> **WORK REQUIRED**
Go through the data below line by line and count those containing the word "TcpListener". Reply with the count only.

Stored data
--------------------
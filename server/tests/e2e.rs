//! Order API to WebSocket session, through the broker topology, with
//! in-memory store, broker and auth.

#![allow(clippy::unwrap_used, clippy::expect_used, clippy::panic)]

use axum::body::Body;
use axum::http::{Request, StatusCode, header::CONTENT_TYPE};
use courier_core::event_bus::{AckMode, EventBus, Message as BusMessage};
use courier_core::order::UserId;
use courier_core::service::OrderService;
use courier_core::topology::{DEAD_LETTER_QUEUE, ORDER_EVENTS_EXCHANGE};
use courier_server::{Application, notification_consumers, topology};
use courier_testing::{
    InMemoryEventBus, InMemoryOrderRepository, StaticTokenValidator, test_clock,
};
use courier_web::{AppState, ConnectionRegistry, GatewayState, gateway_router, order_router};
use futures::StreamExt;
use serde_json::{Value, json};
use std::net::SocketAddr;
use std::sync::Arc;
use std::time::Duration;
use tokio::net::{TcpListener, TcpStream};
use tokio::sync::{broadcast, oneshot};
use tokio::task::JoinHandle;
use tokio_tungstenite::tungstenite::Message;
use tokio_tungstenite::tungstenite::client::IntoClientRequest;
use tokio_tungstenite::{MaybeTlsStream, WebSocketStream};
use tower::ServiceExt;

type Client = WebSocketStream<MaybeTlsStream<TcpStream>>;

struct Stack {
    orders: axum::Router,
    bus: Arc<InMemoryEventBus>,
    registry: ConnectionRegistry,
    validator: Arc<StaticTokenValidator>,
    gateway: SocketAddr,
    stop: oneshot::Sender<()>,
    running: JoinHandle<anyhow::Result<()>>,
}

async fn start() -> Stack {
    courier_testing::helpers::init_tracing();

    let bus = Arc::new(InMemoryEventBus::with_topology(&topology(true)));
    let event_bus: Arc<dyn EventBus> = bus.clone();

    let service = OrderService::new(
        Arc::new(InMemoryOrderRepository::new()),
        event_bus.clone(),
        Arc::new(test_clock()),
    );
    let orders = order_router(AppState::new(service));

    let registry = ConnectionRegistry::new();
    let validator = Arc::new(StaticTokenValidator::new());
    let (shutdown_tx, _) = broadcast::channel(16);
    let consumers = notification_consumers(&event_bus, &registry, AckMode::Manual, &shutdown_tx);
    let router = gateway_router(GatewayState::new(
        registry.clone(),
        validator.clone(),
        shutdown_tx.clone(),
    ));

    let listener = TcpListener::bind("127.0.0.1:0").await.unwrap();
    let app = Application::new(listener, router, shutdown_tx)
        .with_consumers(consumers)
        .with_registry(registry.clone())
        .with_shutdown_timeout(Duration::from_secs(2));
    let gateway = app.local_addr().unwrap();

    let (stop, stopped) = oneshot::channel::<()>();
    let running = tokio::spawn(app.run_until(async move {
        let _ = stopped.await;
    }));

    Stack {
        orders,
        bus,
        registry,
        validator,
        gateway,
        stop,
        running,
    }
}

async fn connect(stack: &Stack, token: &str) -> Client {
    let mut request = format!("ws://{}/ws", stack.gateway)
        .into_client_request()
        .unwrap();
    request
        .headers_mut()
        .insert("authorization", format!("Bearer {token}").parse().unwrap());
    let (client, _) = tokio_tungstenite::connect_async(request).await.unwrap();
    client
}

async fn eventually(mut condition: impl FnMut() -> bool, what: &str) {
    for _ in 0..300 {
        if condition() {
            return;
        }
        tokio::time::sleep(Duration::from_millis(10)).await;
    }
    panic!("timed out waiting for {what}");
}

async fn next_frame(client: &mut Client) -> Value {
    loop {
        let frame = tokio::time::timeout(Duration::from_secs(5), client.next())
            .await
            .expect("frame should arrive")
            .expect("stream open")
            .expect("frame ok");
        if let Message::Text(text) = frame {
            return serde_json::from_str(&text).unwrap();
        }
    }
}

async fn post(stack: &Stack, uri: &str, body: Option<Value>) -> (StatusCode, Value) {
    let builder = Request::builder().method("POST").uri(uri);
    let request = match body {
        Some(body) => builder
            .header(CONTENT_TYPE, "application/json")
            .body(Body::from(body.to_string()))
            .unwrap(),
        None => builder.body(Body::empty()).unwrap(),
    };
    let response = stack.orders.clone().oneshot(request).await.unwrap();
    let status = response.status();
    let bytes = axum::body::to_bytes(response.into_body(), usize::MAX)
        .await
        .unwrap();
    (status, serde_json::from_slice(&bytes).unwrap())
}

async fn create_order(stack: &Stack, user: UserId) -> String {
    let (status, body) = post(
        stack,
        "/orders",
        Some(json!({
            "user_id": user.to_string(),
            "order_address": "1 Main St",
            "order_location": "downtown",
            "order_date": "2025-01-01T10:00:00Z",
            "order_time_gap": "30m",
        })),
    )
    .await;
    assert_eq!(status, StatusCode::CREATED);
    body["order"]["order_id"].as_str().unwrap().to_string()
}

async fn stop(stack: Stack) {
    stack.stop.send(()).unwrap();
    tokio::time::timeout(Duration::from_secs(10), stack.running)
        .await
        .expect("application should stop")
        .unwrap()
        .unwrap();
}

#[tokio::test]
async fn lifecycle_events_reach_the_owner() {
    let stack = start().await;
    let user = UserId::random();
    stack.validator.insert("rider", user, "client");

    let mut client = connect(&stack, "rider").await;
    eventually(|| stack.registry.connection_count() == 1, "session").await;

    let order_id = create_order(&stack, user).await;
    let frame = next_frame(&mut client).await;
    assert_eq!(frame["type"], "order.created");
    assert_eq!(frame["payload"]["order_id"], order_id);
    assert_eq!(frame["payload"]["order_status"], "pending");

    let (status, _) = post(&stack, &format!("/orders/{order_id}/cancel"), None).await;
    assert_eq!(status, StatusCode::OK);
    let frame = next_frame(&mut client).await;
    assert_eq!(frame["type"], "order.cancelled");
    assert_eq!(frame["payload"]["order_status"], "cancelled");

    eventually(
        || stack.bus.unacked_count("queue_order_cancelled") == 0,
        "ack",
    )
    .await;
    stop(stack).await;
}

#[tokio::test]
async fn every_session_of_the_owner_is_notified() {
    let stack = start().await;
    let user = UserId::random();
    stack.validator.insert("rider", user, "client");

    let mut phone = connect(&stack, "rider").await;
    let mut laptop = connect(&stack, "rider").await;
    eventually(|| stack.registry.connection_count() == 2, "sessions").await;

    create_order(&stack, user).await;
    assert_eq!(next_frame(&mut phone).await["type"], "order.created");
    assert_eq!(next_frame(&mut laptop).await["type"], "order.created");

    stop(stack).await;
}

#[tokio::test]
async fn events_for_offline_users_are_acknowledged() {
    let stack = start().await;

    create_order(&stack, UserId::random()).await;

    eventually(
        || {
            stack.bus.ready_count("queue_order_created") == 0
                && stack.bus.unacked_count("queue_order_created") == 0
        },
        "ack",
    )
    .await;
    assert_eq!(stack.bus.ready_count(DEAD_LETTER_QUEUE), 0);
    stop(stack).await;
}

#[tokio::test]
async fn malformed_event_is_dead_lettered() {
    let stack = start().await;

    stack
        .bus
        .publish(
            ORDER_EVENTS_EXCHANGE,
            &BusMessage::json("order.cancelled", b"{\"not\":\"an order\"}".to_vec()),
        )
        .await
        .unwrap();

    eventually(
        || stack.bus.ready_count(DEAD_LETTER_QUEUE) == 1,
        "dead letter",
    )
    .await;
    assert_eq!(stack.bus.unacked_count("queue_order_cancelled"), 0);
    stop(stack).await;
}

#[tokio::test]
async fn shutdown_closes_sessions_and_stops_consumers() {
    let stack = start().await;
    let user = UserId::random();
    stack.validator.insert("rider", user, "client");

    let mut client = connect(&stack, "rider").await;
    eventually(|| stack.registry.connection_count() == 1, "session").await;

    let registry = stack.registry.clone();
    let bus = stack.bus.clone();
    stop(stack).await;

    assert_eq!(registry.connection_count(), 0);
    let closed = tokio::time::timeout(Duration::from_secs(5), async {
        while let Some(frame) = client.next().await {
            if matches!(frame, Ok(Message::Close(_)) | Err(_)) {
                return;
            }
        }
    })
    .await;
    assert!(closed.is_ok());

    // Consumers are gone, so new events stay queued.
    bus.publish(
        ORDER_EVENTS_EXCHANGE,
        &BusMessage::json("order.updated", b"{}".to_vec()),
    )
    .await
    .unwrap();
    eventually(|| bus.ready_count("queue_order_updated") == 1, "queued").await;
}
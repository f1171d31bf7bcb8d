//! HTTP and WebSocket handlers.

pub mod gateway;
pub mod health;
pub mod orders;

pub use gateway::ws_handler;
pub use health::{health_check, readiness};
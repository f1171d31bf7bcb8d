//! # Courier Runtime
//!
//! Long-running machinery shared by the order and notification services.
//!
//! ## Core Components
//!
//! - **[`EventConsumer`]**: subscribe-process-reconnect loop for one queue
//! - **[`retry`]**: exponential backoff for broker and database connects
//! - **[`lifecycle`]**: signal handling and bounded task shutdown
//! - **[`metrics`]**: Prometheus exporter and metric names
//! - **[`health`]**: readiness reports for the probe endpoints
//!
//! ## Example
//!
//! ```ignore
//! use courier_runtime::EventConsumer;
//!
//! let (shutdown_tx, shutdown_rx) = tokio::sync::broadcast::channel(1);
//! let handle = EventConsumer::new("notifier", "queue_order_cancelled", bus, handler, shutdown_rx)
//!     .spawn();
//!
//! courier_runtime::lifecycle::shutdown_signal().await;
//! let _ = shutdown_tx.send(());
//! ```

pub mod consumer;
pub mod health;
pub mod lifecycle;
pub mod metrics;
pub mod retry;

pub use consumer::{DeliveryHandler, EventConsumer, HandlerError};
pub use health::{HealthCheck, HealthReport, HealthStatus};
pub use retry::{RetryPolicy, retry_with_backoff};
//! Caller identity as resolved by the remote auth service.

use crate::error::OrderError;
use crate::order::UserId;
use async_trait::async_trait;
use serde::{Deserialize, Serialize};
use thiserror::Error;

/// Who a bearer token belongs to.
#[derive(Clone, Debug, PartialEq, Eq, Serialize, Deserialize)]
pub struct Identity {
    /// Authenticated user.
    pub user_id: UserId,
    /// Role string issued by the auth service (e.g. `client`, `agent`).
    pub role: String,
}

/// Token validation failures.
#[derive(Error, Debug, Clone, PartialEq, Eq)]
pub enum AuthError {
    /// No bearer token was supplied.
    #[error("missing bearer token")]
    MissingToken,

    /// The auth service rejected the token.
    #[error("invalid token: {0}")]
    InvalidToken(String),

    /// The auth service could not be reached.
    #[error("auth service unavailable: {0}")]
    Transport(String),

    /// The auth service answered with something unusable.
    #[error("invalid auth response: {0}")]
    InvalidResponse(String),
}

impl From<AuthError> for OrderError {
    fn from(err: AuthError) -> Self {
        Self::Unauthorized(err.to_string())
    }
}

/// Exchanges an opaque bearer token for an [`Identity`].
#[async_trait]
pub trait TokenValidator: Send + Sync {
    /// Validate `token`.
    ///
    /// # Errors
    ///
    /// Any [`AuthError`]; callers treat every variant as unauthorized.
    async fn validate_token(&self, token: &str) -> Result<Identity, AuthError>;
}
--------------------
> **THE COMPLETED TASK**
2